It is a bad stage of the season for the goals to dry up for Southampton and Ronald Koeman could also be forgiven for lamenting the timing of this visit to The Hawthorns. West Bromwich Albion are a team transformed under Tony Pulis, with this victory lifting the Midlands club eight points clear of the relegation zone and featuring the now customary clean sheet.
Southampton became the seventh team to fail to score against Albion in Pulis’s 10 games in charge and also the victims of another Saido Berahino goal. There were less than two minutes gone when the Albion striker took his tally for the season to 17 – incredibly 15 of them have come at home – and it was a goal to remember. The only downside for Albion, who face Aston Villa twice in the space of five days next week, was the sight of Berahino limping off later in the afternoon.

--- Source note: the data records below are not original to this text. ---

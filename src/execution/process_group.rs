//! Process group placement and tree kills.
//!
//! On Unix every spawned child leads its own process group, so a kill on
//! timeout reaches the shell and anything it started. Elsewhere only the
//! direct child is killed.

use std::process::{Child, Command};

use tracing::{debug, warn};

/// Put the child in a new process group led by itself.
pub(crate) fn isolate(cmd: &mut Command) {
    #[cfg(unix)]
    {
        use std::os::unix::process::CommandExt;
        cmd.process_group(0);
    }
    #[cfg(not(unix))]
    let _ = cmd;
}

/// Kill the group led by `pid` (or just `pid` off Unix).
pub(crate) fn kill_pid_tree(pid: u32) -> bool {
    #[cfg(unix)]
    {
        use nix::sys::signal::{killpg, Signal};
        use nix::unistd::Pid;

        let Ok(pgid) = i32::try_from(pid) else {
            return false;
        };
        match killpg(Pid::from_raw(pgid), Signal::SIGKILL) {
            Ok(()) => true,
            Err(e) => {
                debug!(pid, error = %e, "process group kill failed");
                false
            }
        }
    }
    #[cfg(not(unix))]
    {
        debug!(pid, "process groups unsupported; relying on direct kill");
        false
    }
}

/// Kill a child and its process group. The caller still has to reap it.
pub(crate) fn kill_tree(child: &mut Child) {
    let group_killed = kill_pid_tree(child.id());
    if !group_killed {
        if let Err(e) = child.kill() {
            // Already exited is the common case here.
            if e.kind() != std::io::ErrorKind::InvalidInput {
                warn!(pid = child.id(), error = %e, "failed to kill child");
            }
        }
    }
}

#[cfg(all(test, unix))]
mod tests {
    use super::*;
    use std::process::Stdio;
    use std::time::{Duration, Instant};

    #[test]
    fn test_kill_tree_reaps_shell_and_children() {
        let mut cmd = Command::new("/bin/sh");
        cmd.arg("-c")
            .arg("sleep 30 & sleep 30; wait")
            .stdout(Stdio::null());
        isolate(&mut cmd);
        let mut child = cmd.spawn().unwrap();

        std::thread::sleep(Duration::from_millis(50));
        kill_tree(&mut child);

        let start = Instant::now();
        child.wait().unwrap();
        assert!(start.elapsed() < Duration::from_secs(5));
    }

    #[test]
    fn test_kill_pid_tree_signals_the_group() {
        use std::os::unix::process::ExitStatusExt;

        let mut cmd = Command::new("sleep");
        cmd.arg("30");
        isolate(&mut cmd);
        let mut child = cmd.spawn().unwrap();

        assert!(kill_pid_tree(child.id()));
        assert_eq!(child.wait().unwrap().signal(), Some(9));
    }

    #[test]
    fn test_kill_after_exit_is_harmless() {
        let mut child = Command::new("true").spawn().unwrap();
        child.wait().unwrap();
        kill_tree(&mut child);
    }
}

Koeman’s tactical changes early in the first half brought Southampton back into the game but they looked toothless up front and Ben Foster, the Albion keeper, enjoyed a quiet afternoon against a team that have scored only once in their last five league matches. When Graziano Pellè, who has gone 10 league games without a goal, shot tamely into the arms of Foster six minutes from time it summed up Southampton’s day.
Albion could not have wished for a better start. The game was only 70 seconds old when Berahino, with a strike of sublime quality, put the home team ahead. Chris Brunt’s diagonal free-kick, from just inside the Southampton half, was headed clear by Maya Yoshida but only as far as Berahino, who was lurking unmarked on the edge of the area and thumped a first-time left-footed volley high into the top corner.
Southampton looked sluggish and it was not until Koeman, who made five changes from the side that lost 2-0 at home against Liverpool last Sunday, scrapped his three-man defence that things got better. Florin Gardos made way for Eljero Elia in the 25th minute, Southampton switched to 4-4-2 and Albion suddenly had a game on their hands.
Yet for all their possession, Southampton created little. The visitors’ only notable chance in the first half fell to Sadio Mané, who took Morgan Schneiderlin’s glorious raking pass on his chest but snatched at his chance, drilling over from inside the area. At the other end, Albion could have doubled their lead on the half-hour mark but Craig Gardner, under pressure from José Fonte, was unable to get any purchase on his shot after breaking through the middle.
The main source of frustration for the travelling supporters was Albion’s perceived time-wasting. Southampton fans started counting to 10 every time the ball went out of play and it was no real surprise when Foster was booked early in the second half for taking too long to take a goal-kick after Schneiderlin’s free-kick, from an acute angle, had flashed past the goalkeeper’s far post.
With Berahino off the pitch and Youssouf Mulumbu, a midfielder, on in his place, Albion’s sporadic attacking threat rested on the shoulders of Brown Ideye, who had a brief sight of goal at the start of the second half but wanted too many touches and the moment was gone.
Southampton continued to control the game but goalscoring opportunities remained at a premium. Ryan Bertrand broke down the left and delivered a low centre that skidded across the six-yard box, eluded Pellè, bounced off Brunt and somehow ended up behind rather than in the Albion net. A rare Albion attack saw Darren Fletcher blaze over in the 80th minute before Pellè, latching onto Schneiderlin’s header, stabbed the ball into the grateful arms of Foster.